In 2014 he won a $200.000 Fellowship Award in Studying Complex Systems by the James S. McDonnell Foundation and joined the Grantham Institute, Imperial College London, from 2016 to 2017. In 2020 he won an ERC Starting Grant with his interdisciplinary project CausalEarth.
On https://github.com/jakobrunge/tigramite.git he provides Tigramite, a time series analysis python module for causal inference. For more details, see: www.climateinformaticslab.com
June 16: ISSI-STAMPS Joint Seminar - Ann Lee (Department of Statistics and Data Science, Carnegie Mellon University)
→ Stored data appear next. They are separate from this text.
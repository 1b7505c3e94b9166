// SPDX-License-Identifier: MPL-2.0
use crate::config::Config;
use crate::notifications::Notification;
use fluent_bundle::{FluentArgs, FluentBundle, FluentResource};
use rust_embed::RustEmbed;
use std::collections::HashMap;
use unic_langid::LanguageIdentifier;

#[derive(RustEmbed)]
#[folder = "assets/i18n/"]
struct Asset;

const DEFAULT_LOCALE: &str = "en-US";

pub struct I18n {
    bundles: HashMap<LanguageIdentifier, FluentBundle<FluentResource>>,
    pub available_locales: Vec<LanguageIdentifier>,
    current_locale: LanguageIdentifier,
}

impl std::fmt::Debug for I18n {
    fn fmt(&self, f: &mut std::fmt::Formatter<'_>) -> std::fmt::Result {
        f.debug_struct("I18n")
            .field("available_locales", &self.available_locales)
            .field("current_locale", &self.current_locale)
            .finish_non_exhaustive()
    }
}

impl Default for I18n {
    fn default() -> Self {
        Self::new(None, &Config::default())
    }
}

impl I18n {
    pub fn new(cli_lang: Option<String>, config: &Config) -> Self {
        let mut bundles = HashMap::new();
        let mut available_locales = Vec::new();

        for file in Asset::iter() {
            let filename = file.as_ref();
            let Some(locale_str) = filename.strip_suffix(".ftl") else {
                continue;
            };
            let Ok(locale) = locale_str.parse::<LanguageIdentifier>() else {
                tracing::warn!(filename, "skipping translation with invalid locale name");
                continue;
            };
            let Some(content) = Asset::get(filename) else {
                continue;
            };
            let source = String::from_utf8_lossy(content.data.as_ref()).to_string();
            let resource = match FluentResource::try_new(source) {
                Ok(resource) => resource,
                Err((resource, errors)) => {
                    tracing::warn!(filename, count = errors.len(), "translation has syntax errors");
                    resource
                }
            };
            let mut bundle = FluentBundle::new(vec![locale.clone()]);
            // Plain text output: no bidi isolation marks around arguments.
            bundle.set_use_isolating(false);
            if let Err(errors) = bundle.add_resource(resource) {
                tracing::warn!(filename, count = errors.len(), "duplicate translation keys");
            }
            bundles.insert(locale.clone(), bundle);
            available_locales.push(locale);
        }
        available_locales.sort_by_key(ToString::to_string);

        let current_locale = resolve_locale(cli_lang, config, &available_locales)
            .unwrap_or_else(default_locale);

        Self {
            bundles,
            available_locales,
            current_locale,
        }
    }

    pub fn set_locale(&mut self, locale: LanguageIdentifier) {
        if self.bundles.contains_key(&locale) {
            self.current_locale = locale;
        }
    }

    #[must_use]
    pub fn current_locale(&self) -> &LanguageIdentifier {
        &self.current_locale
    }

    #[must_use]
    pub fn tr(&self, key: &str) -> String {
        self.format(key, None)
    }

    #[must_use]
    pub fn tr_with_args(&self, key: &str, args: &[(&str, &str)]) -> String {
        let mut fluent_args = FluentArgs::new();
        for (name, value) in args {
            fluent_args.set(*name, *value);
        }
        self.format(key, Some(&fluent_args))
    }

    /// Resolves a notification's key with its arguments.
    #[must_use]
    pub fn tr_notification(&self, notification: &Notification) -> String {
        let args: Vec<(&str, &str)> = notification
            .message_args()
            .iter()
            .map(|(name, value)| (name.as_str(), value.as_str()))
            .collect();
        self.tr_with_args(notification.message_key(), &args)
    }

    fn format(&self, key: &str, args: Option<&FluentArgs<'_>>) -> String {
        if let Some(bundle) = self.bundles.get(&self.current_locale) {
            if let Some(msg) = bundle.get_message(key) {
                if let Some(pattern) = msg.value() {
                    let mut errors = vec![];
                    let value = bundle.format_pattern(pattern, args, &mut errors);
                    if errors.is_empty() {
                        return value.to_string();
                    }
                }
            }
        }
        format!("MISSING: {}", key)
    }
}

fn default_locale() -> LanguageIdentifier {
    DEFAULT_LOCALE.parse().unwrap_or_default()
}

fn resolve_locale(
    cli_lang: Option<String>,
    config: &Config,
    available: &[LanguageIdentifier],
) -> Option<LanguageIdentifier> {
    // 1. Check CLI args
    if let Some(lang_str) = cli_lang {
        if let Ok(lang) = lang_str.parse::<LanguageIdentifier>() {
            if available.contains(&lang) {
                return Some(lang);
            }
        }
    }

    // 2. Check config file
    if let Some(lang_str) = &config.general.language {
        if let Ok(lang) = lang_str.parse::<LanguageIdentifier>() {
            if available.contains(&lang) {
                return Some(lang);
            }
        }
    }

    // 3. Check OS locale
    if let Some(os_locale_str) = sys_locale::get_locale() {
        if let Ok(os_lang) = os_locale_str.parse::<LanguageIdentifier>() {
            if available.contains(&os_lang) {
                return Some(os_lang);
            }
        }
    }

    None
}

#[cfg(test)]
mod tests {
    use super::*;

    fn english() -> I18n {
        I18n::new(Some("en-US".to_string()), &Config::default())
    }

    #[test]
    fn test_resolve_locale_cli() {
        let config = Config::default();
        let available: Vec<LanguageIdentifier> =
            vec!["en-US".parse().unwrap(), "fr".parse().unwrap()];
        let lang = resolve_locale(Some("fr".to_string()), &config, &available);
        assert_eq!(lang, Some("fr".parse().unwrap()));
    }

    #[test]
    fn test_resolve_locale_config() {
        let mut config = Config::default();
        config.general.language = Some("fr".to_string());
        let available: Vec<LanguageIdentifier> =
            vec!["en-US".parse().unwrap(), "fr".parse().unwrap()];
        let lang = resolve_locale(None, &config, &available);
        assert_eq!(lang, Some("fr".parse().unwrap()));
    }

    #[test]
    fn unknown_cli_language_falls_through() {
        let mut config = Config::default();
        config.general.language = Some("fr".to_string());
        let available: Vec<LanguageIdentifier> =
            vec!["en-US".parse().unwrap(), "fr".parse().unwrap()];
        let lang = resolve_locale(Some("xx".to_string()), &config, &available);
        assert_eq!(lang, Some("fr".parse().unwrap()));
    }

    #[test]
    fn embedded_bundles_are_loaded() {
        let i18n = english();
        assert!(i18n.available_locales.contains(&"en-US".parse().unwrap()));
        assert!(i18n.available_locales.contains(&"fr".parse().unwrap()));
    }

    #[test]
    fn missing_key_is_marked() {
        assert_eq!(english().tr("no-such-key"), "MISSING: no-such-key");
    }

    #[test]
    fn arguments_are_interpolated() {
        let i18n = english();
        assert_eq!(
            i18n.tr_with_args("footer-position", &[("index", "3"), ("total", "7")]),
            "3 of 7"
        );
    }

    #[test]
    fn french_bundle_translates() {
        let i18n = I18n::new(Some("fr".to_string()), &Config::default());
        assert_eq!(i18n.tr("unknown-value"), "Inconnu");
        assert_eq!(
            i18n.tr_with_args("footer-position", &[("index", "1"), ("total", "2")]),
            "1 sur 2"
        );
    }

    #[test]
    fn notification_key_resolves() {
        let i18n = english();
        let notice = Notification::warning("notification-empty-gallery");
        assert!(!i18n.tr_notification(&notice).starts_with("MISSING"));
    }
}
Title: Likelihood-Free Frequentist Inference: Confidence Sets with Correct Conditional Coverage
[Lee Talk Recording] [Lee Talk Slides]
Abstract: Many areas of science make extensive use of computer simulators that implicitly encode likelihood functions of complex systems. Classical statistical methods are poorly suited for these so-called likelihood-free inference (LFI) settings, outside the asymptotic and low-dimensional regimes. Although new machine learning methods, such as normalizing flows, have revolutionized the sample efficiency and capacity of LFI methods, it remains an open question whether they produce confidence sets with correct conditional coverage. In this talk, I will describe our group’s recent and ongoing research on developing scalable and modular procedures for (i) constructing Neyman confidence sets with finite-sample guarantees of nominal coverage, and for (ii) computing diagnostics that estimate conditional coverage over the entire parameter space. We refer to our framework as likelihood-free frequentist inference (LF2I). Any method that defines a test statistic, like the likelihood ratio, can be adapted to LF2I to create valid confidence sets and diagnostics, without costly Monte Carlo samples at fixed parameter settings. In my talk, I will discuss where we stand with LF2I and challenges that still remain. (Part of these efforts are joint with Niccolo Dalmasso, Rafael Izbicki, Luca Masserano, Tommaso Dorigo, Mikael Kuusela, and David Zhao. The original LF2I framework is described in https://arxiv.org/abs/2107.03920 with a recent version in https://arxiv.org/abs/2205.15680)
Bio: Ann Lee is a a professor in the Department of Statistics & Data Science at Carnegie Mellon University (CMU), with a joint appointment in the Machine Learning Department. Dr. Lee's interests are in developing statistical methodology for complex data and problems in the physical and environmental sciences. She co-directs the Statistical Methods for the Physical Sciences (STAMPS) research group at CMU, and is senior personnel in the NSF AI Planning Institute for Data-Driven Discovery in Physics at CMU.
Prior to joining CMU in 2005, Dr. Lee was the J.W. Gibbs Assistant Professor in the Department of Mathematics at Yale University, and before that she served a year as a visiting research associate at the Department of Applied Mathematics at Brown University. She received her Ph.D. degree in Physics at Brown University, and her BSc/MS degree in Engineering Physics at Chalmers University of Technology in Sweden.